■ WORK ITEM: List all lines in the material below that contain "UserProfileDto".

■ DATA FOR THIS TASK:
◇ ◇ ◇

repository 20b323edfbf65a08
use super::{FieldSpec, FormSpec};
use crate::domain::feedback::feedback::TITLE_MAX_LEN;
use crate::domain::users::user::{EMAIL_MAX_LEN, NAME_MAX_LEN, USERNAME_MAX_LEN};

/// Password bounds, shared by register and login.
pub const PASSWORD_MIN_LEN: usize = 6;
pub const PASSWORD_MAX_LEN: usize = 55;

pub static REGISTER_FORM: FormSpec = FormSpec {
    name: "register",
    fields: &[
        FieldSpec::required("username").max(USERNAME_MAX_LEN),
        FieldSpec::required("password").between(PASSWORD_MIN_LEN, PASSWORD_MAX_LEN),
        FieldSpec::required("email")
            .max(EMAIL_MAX_LEN)
            .email(),
        FieldSpec::required("first_name").max(NAME_MAX_LEN),
        FieldSpec::required("last_name").max(NAME_MAX_LEN),
    ],
};

pub static FEEDBACK_FORM: FormSpec = FormSpec {
    name: "feedback",
    fields: &[
        FieldSpec::required("title").max(TITLE_MAX_LEN),
        FieldSpec::required("content"),
    ],
};

pub static LOGIN_FORM: FormSpec = FormSpec {
    name: "login",
    fields: &[
        FieldSpec::required("username").between(1, USERNAME_MAX_LEN),
        FieldSpec::required("password").between(PASSWORD_MIN_LEN, PASSWORD_MAX_LEN),
    ],
};

/// Confirmation gate for destructive actions; intentionally has no fields.
pub static DELETE_FORM: FormSpec = FormSpec {
    name: "delete",
    fields: &[],
};
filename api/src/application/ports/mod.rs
pub mod feedback_repository;
pub mod health_probe;
pub mod password_hasher;
pub mod user_repository;
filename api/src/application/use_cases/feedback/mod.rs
pub mod create_feedback;
pub mod delete_feedback;
pub mod get_feedback;
pub mod update_feedback;

use crate::application::forms::ValidatedForm;

/// Result of an operation on a feedback row on behalf of a user.
#[derive(Debug, Clone, PartialEq, Eq)]
pub enum OwnedAccess<T> {
    Granted(T),
    NotFound,
    Forbidden,
}

#[derive(Debug, Clone)]
pub struct FeedbackInput {
    pub title: String,
    pub content: String,
}

impl From<ValidatedForm> for FeedbackInput {
    fn from(mut form: ValidatedForm) -> Self {
        Self {
            title: form.take("title"),
            content: form.take("content"),
        }
    }
}
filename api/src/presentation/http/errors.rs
use std::collections::BTreeMap;

use axum::{
    Json,
    http::StatusCode,
    response::{IntoResponse, Response},
};
use serde::Serialize;
use utoipa::ToSchema;

use crate::application::forms::FieldErrors;

/// Body of 401/409/422 responses: field name to messages.
#[derive(Debug, Serialize, ToSchema)]
pub struct FormErrorResponse {
    pub errors: BTreeMap<String, Vec<String>>,
}

#[derive(Debug)]
pub enum ApiError {
    Status(StatusCode),
    Form(StatusCode, FieldErrors),
}

impl ApiError {
    pub fn invalid(errors: FieldErrors) -> Self {
        ApiError::Form(StatusCode::UNPROCESSABLE_ENTITY, errors)
    }
}

impl From<StatusCode> for ApiError {
    fn from(status: StatusCode) -> Self {
        ApiError::Status(status)
    }
}

impl IntoResponse for ApiError {
    fn into_response(self) -> Response {
        match self {
            ApiError::Status(status) => status.into_response(),
            ApiError::Form(status, errors) => (
                status,
                Json(FormErrorResponse {
                    errors: errors.into_inner(),
                }),
            )
                .into_response(),
        }
    }
}

/// Logs an unexpected failure and hides it behind a bare 500.
pub fn internal(err: anyhow::Error) -> StatusCode {
    tracing::error!(error = ?err, "request_failed");
    StatusCode::INTERNAL_SERVER_ERROR
}
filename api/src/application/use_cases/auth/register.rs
use crate::application::forms::ValidatedForm;
use crate::application::ports::password_hasher::PasswordHashPort;
use crate::application::ports::user_repository::{StoreConflict, UniqueField, UserRepository};
use crate::domain::users::user::User;

#[derive(Debug, Clone)]
pub struct RegisterRequest {
    pub username: String,
    pub password: String,
    pub email: String,
    pub first_name: String,
    pub last_name: String,
}

impl From<ValidatedForm> for RegisterRequest {
    fn from(mut form: ValidatedForm) -> Self {
        Self {
            username: form.take("username"),
            password: form.take("password"),
            email: form.take("email"),
            first_name: form.take("first_name"),
            last_name: form.take("last_name"),
        }
    }
}

#[derive(Debug, thiserror::Error)]
pub enum RegisterError {
    #[error("{} is already taken", .0.as_str())]
    Conflict(UniqueField),
    #[error(transparent)]
    Other(#[from] anyhow::Error),
}

/// Hashes the password and builds the user record. Nothing is persisted.
pub fn register_user<H: PasswordHashPort + ?Sized>(
    hasher: &H,
    req: &RegisterRequest,
) -> anyhow::Result<User> {
    let password_hash = hasher.hash(&req.password)?;
    Ok(User {
        username: req.username.clone(),
        password_hash,
        email: req.email.clone(),
        first_name: req.first_name.clone(),
        last_name: req.last_name.clone(),
    })
}

pub struct Register<'a, R, H>
where
    R: UserRepository + ?Sized,
    H: PasswordHashPort + ?Sized,
{
    pub repo: &'a R,
    pub hasher: &'a H,
}

impl<'a, R, H> Register<'a, R, H>
where
    R: UserRepository + ?Sized,
    H: PasswordHashPort + ?Sized,
{
    pub async fn execute(&self, req: &RegisterRequest) -> Result<User, RegisterError> {
        if self.repo.find_by_username(&req.username).await?.is_some() {
            return Err(RegisterError::Conflict(UniqueField::Username));
        }
        if self.repo.email_exists(&req.email).await? {
            return Err(RegisterError::Conflict(UniqueField::Email));
        }
        let user = register_user(self.hasher, req)?;
        // A concurrent registration can still win between the checks and the
        // insert; the store's constraint is authoritative.
        match self.repo.insert_user(&user).await {
            Ok(user) => {
                tracing::info!(username = %user.username, "user_registered");
                Ok(user)
            }
            Err(err) => match err.downcast_ref::<StoreConflict>() {
                Some(conflict) => Err(RegisterError::Conflict(conflict.field)),
                None => Err(err.into()),
            },
        }
    }
}
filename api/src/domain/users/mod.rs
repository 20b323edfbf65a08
pub mod user;
/// Column widths of the `users` table.
pub const USERNAME_MAX_LEN: usize = 20;
pub const EMAIL_MAX_LEN: usize = 50;
pub const NAME_MAX_LEN: usize = 30;

/// A registered account. `password_hash` is a PHC string, never plaintext.
#[derive(Debug, Clone, PartialEq, Eq)]
pub struct User {
    pub username: String,
    pub password_hash: String,
    pub email: String,
    pub first_name: String,
    pub last_name: String,
}
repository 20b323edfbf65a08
pub mod feedback;
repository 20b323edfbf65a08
use crate::application::dto::users::UserProfileDto;
use crate::application::ports::feedback_repository::FeedbackRepository;
use crate::application::ports::user_repository::UserRepository;

pub struct GetProfile<'a, UR, FR>
where
    UR: UserRepository + ?Sized,
    FR: FeedbackRepository + ?Sized,
{
    pub users: &'a UR,
    pub feedback: &'a FR,
}

impl<'a, UR, FR> GetProfile<'a, UR, FR>
where
    UR: UserRepository + ?Sized,
    FR: FeedbackRepository + ?Sized,
{
    pub async fn execute(&self, username: &str) -> anyhow::Result<Option<UserProfileDto>> {
        let Some(user) = self.users.find_by_username(username).await? else {
            return Ok(None);
        };
        let feedback = self.feedback.list_for_user(&user.username).await?;
        Ok(Some(UserProfileDto { user, feedback }))
    }
}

◇ ◇ ◇

■ EXERCISE OUTPUT:
use crate::application::dto::users::UserProfileDto;
    pub async fn execute(&self, username: &str) -> anyhow::Result<Option<UserProfileDto>> {
        Ok(Some(UserProfileDto { user, feedback }))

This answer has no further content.